The data used to train the model correponds to reviews of eletronic devices bought.

In [2]:
# load the reviews

# data courtesy of http://www.cs.jhu.edu/~mdredze/datasets/sentiment/index2.html
positive_reviews = BeautifulSoup(open('electronics/positive.review').read(), features="html5lib")
positive_reviews = positive_reviews.findAll('review_text')
positive_reviews = [i.contents[0] for i in positive_reviews]


negative_reviews = BeautifulSoup(open('electronics/negative.review').read(), features="html5lib")
negative_reviews = negative_reviews.findAll('review_text')
negative_reviews = [i.contents[0] for i in negative_reviews]

In [4]:
data = {'Text': positive_reviews + negative_reviews, 'Sentiment': [1] * len(positive_reviews) + [0] * len(negative_reviews)}
df = pd.DataFrame(data = data)
df.head()

Unnamed: 0,Text,Sentiment
0,\nI purchased this unit due to frequent blacko...,1
1,\nI ordered 3 APC Back-UPS ES 500s on the reco...,1
2,\nWish the unit had a separate online/offline ...,1
3,\nCheaper than thick CD cases and less prone t...,1
4,\nHi\n\nI brought 256 MB Kingston SD card from...,1


In [324]:
#Example of a positive review
print("Positive Review:", df.iloc[0]['Text'])

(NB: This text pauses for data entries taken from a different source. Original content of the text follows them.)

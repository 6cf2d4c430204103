// addresses + module ownership
use std::fmt;

use indexmap::IndexSet;
use serde::{Deserialize, Serialize};

use crate::core::error::{ResolveError, Result};

/// Identifies one target in the build graph: the directory holding its declaration
/// (`spec_path`) plus its name within that directory.
#[derive(Debug, Clone, PartialEq, Eq, Hash, PartialOrd, Ord, Serialize, Deserialize)]
pub struct Address {
    pub spec_path: String,
    pub target_name: String,
}

impl Address {
    pub fn new(spec_path: impl Into<String>, target_name: impl Into<String>) -> Self {
        Self {
            spec_path: spec_path.into(),
            target_name: target_name.into(),
        }
    }

    /// Parse a raw reference the way users write them in `dependencies` or `entry_points`.
    ///
    /// Accepted forms:
    /// - `:name` => a sibling of `relative_to`
    /// - `path/to:name` or `//path/to:name`
    /// - `path/to` => name defaults to the last path component
    pub fn parse(raw: &str, relative_to: &Address) -> Result<Address> {
        let trimmed = raw.trim();
        let invalid = |reason: &str| ResolveError::InvalidAddress {
            raw: raw.to_string(),
            reason: reason.to_string(),
        };

        if trimmed.is_empty() {
            return Err(invalid("the address is empty"));
        }

        if let Some(name) = trimmed.strip_prefix(':') {
            if name.is_empty() {
                return Err(invalid("no target name after `:`"));
            }
            if name.contains(':') {
                return Err(invalid("more than one `:`"));
            }
            return Ok(Address::new(relative_to.spec_path.clone(), name));
        }

        let without_root = trimmed.strip_prefix("//").unwrap_or(trimmed);
        let (path, name) = match without_root.split_once(':') {
            Some((path, name)) => {
                if name.is_empty() {
                    return Err(invalid("no target name after `:`"));
                }
                if name.contains(':') {
                    return Err(invalid("more than one `:`"));
                }
                (path.trim_end_matches('/'), name.to_string())
            }
            None => {
                let path = without_root.trim_end_matches('/');
                //name defaults to the directory name
                let name = path.rsplit('/').next().unwrap_or_default();
                if name.is_empty() {
                    return Err(invalid("a root-level address needs an explicit target name"));
                }
                (path, name.to_string())
            }
        };

        Ok(Address::new(path, name))
    }

    /// `true` if this address is declared in the same directory as `other`, or in one of its
    /// parent directories.
    pub fn is_ancestor_or_same_dir_of(&self, other: &Address) -> bool {
        if self.spec_path.is_empty() || self.spec_path == other.spec_path {
            return true;
        }
        other
            .spec_path
            .strip_prefix(self.spec_path.as_str())
            .is_some_and(|rest| rest.starts_with('/'))
    }

    pub fn spec(&self) -> String {
        self.to_string()
    }
}

impl fmt::Display for Address {
    fn fmt(&self, f: &mut fmt::Formatter<'_>) -> fmt::Result {
        write!(f, "//{}:{}", self.spec_path, self.target_name)
    }
}

/// The targets that provide an importable module.
///
/// `unambiguous` holds the owner when exactly one target provides the module; when several do,
/// all of them land in `ambiguous` and it is up to the caller to pick one.
#[derive(Debug, Clone, Default, PartialEq, Eq, Serialize, Deserialize)]
pub struct ModuleOwners {
    pub unambiguous: IndexSet<Address>,
    pub ambiguous: IndexSet<Address>,
}

impl ModuleOwners {
    pub fn unambiguous(owners: impl IntoIterator<Item = Address>) -> Self {
        Self {
            unambiguous: owners.into_iter().collect(),
            ambiguous: IndexSet::new(),
        }
    }

    pub fn ambiguous(owners: impl IntoIterator<Item = Address>) -> Self {
        Self {
            unambiguous: IndexSet::new(),
            ambiguous: owners.into_iter().collect(),
        }
    }

    pub fn is_empty(&self) -> bool {
        self.unambiguous.is_empty() && self.ambiguous.is_empty()
    }
}

#[cfg(test)]
mod tests {
    use super::*;

    fn bin() -> Address {
        Address::new("src/app", "bin")
    }

    #[test]
    fn parse_relative_and_absolute_forms() {
        assert_eq!(Address::parse(":lib", &bin()).unwrap(), Address::new("src/app", "lib"));
        assert_eq!(
            Address::parse("src/util:helpers", &bin()).unwrap(),
            Address::new("src/util", "helpers")
        );
        assert_eq!(
            Address::parse("//src/util:helpers", &bin()).unwrap(),
            Address::new("src/util", "helpers")
        );
        assert_eq!(Address::parse("//:root", &bin()).unwrap(), Address::new("", "root"));
    }

    #[test]
    fn parse_defaults_name_to_directory() {
        assert_eq!(
            Address::parse("src/util/", &bin()).unwrap(),
            Address::new("src/util", "util")
        );
    }

    #[test]
    fn parse_rejects_malformed_refs() {
        for raw in ["", "   ", ":", "src/util:", "a:b:c", "//"] {
            let err = Address::parse(raw, &bin()).unwrap_err();
            assert!(
                matches!(err, ResolveError::InvalidAddress { .. }),
                "expected InvalidAddress for {raw:?}, got {err:?}"
            );
        }
    }

    #[test]
    fn ancestor_check_respects_directory_boundaries() {
        let target = Address::new("src/app/cli", "bin");

        assert!(Address::new("", "root").is_ancestor_or_same_dir_of(&target));
        assert!(Address::new("src", "lib").is_ancestor_or_same_dir_of(&target));
        assert!(Address::new("src/app/cli", "lib").is_ancestor_or_same_dir_of(&target));

        //sibling prefix is not a parent directory
        assert!(!Address::new("src/ap", "lib").is_ancestor_or_same_dir_of(&target));
        assert!(!Address::new("src/app/cli/sub", "lib").is_ancestor_or_same_dir_of(&target));
    }

    #[test]
    fn display_uses_double_slash_prefix() {
        assert_eq!(bin().to_string(), "//src/app:bin");
        assert_eq!(Address::new("", "root").spec(), "//:root");
    }
}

#Example of a negative review
print("\nNegative Review:", df.iloc[-1]['Text'])

Positive Review: 
I purchased this unit due to frequent blackouts in my area and 2 power supplies going bad.  It will run my cable modem, router, PC, and LCD monitor for 5 minutes.  This is more than enough time to save work and shut down.   Equally important, I know that my electronics are receiving clean power.

I feel that this investment is minor compared to the loss of valuable data or the failure of equipment due to a power spike or an irregular power supply.

As always, Amazon had it to me in <2 business days


Negative Review: 
I bought this for easy transfer of pictures from my digital camera with SD memory card anywhere not home and sometimes from other peoples memory card (xD and memory stick)..

First of all I was disappointed with the flimsy, plastic design and the size of it. But it would have been ok if it worked!..IT DOESNT READ my SD card. And as menetioned in other people's review hard to insert and take out the cards! I'm scared if the cards get scratch and ruined wh

## Split and Preprocess of data

In [250]:
#split data into Train and Test dataset
X_train, X_test, y_train, y_test = train_test_split(df['Text'], df['Sentiment'], test_size=0.3)


In [297]:
#convert each review in an array with the number of occurences of each word

count_vect_model = CountVectorizer(decode_error='ignore', stop_words='english')
count_vect_model.fit(X_train)

X_train_cnt = count_vect_model.transform(X_train)
X_test_cnt = count_vect_model.transform(X_test)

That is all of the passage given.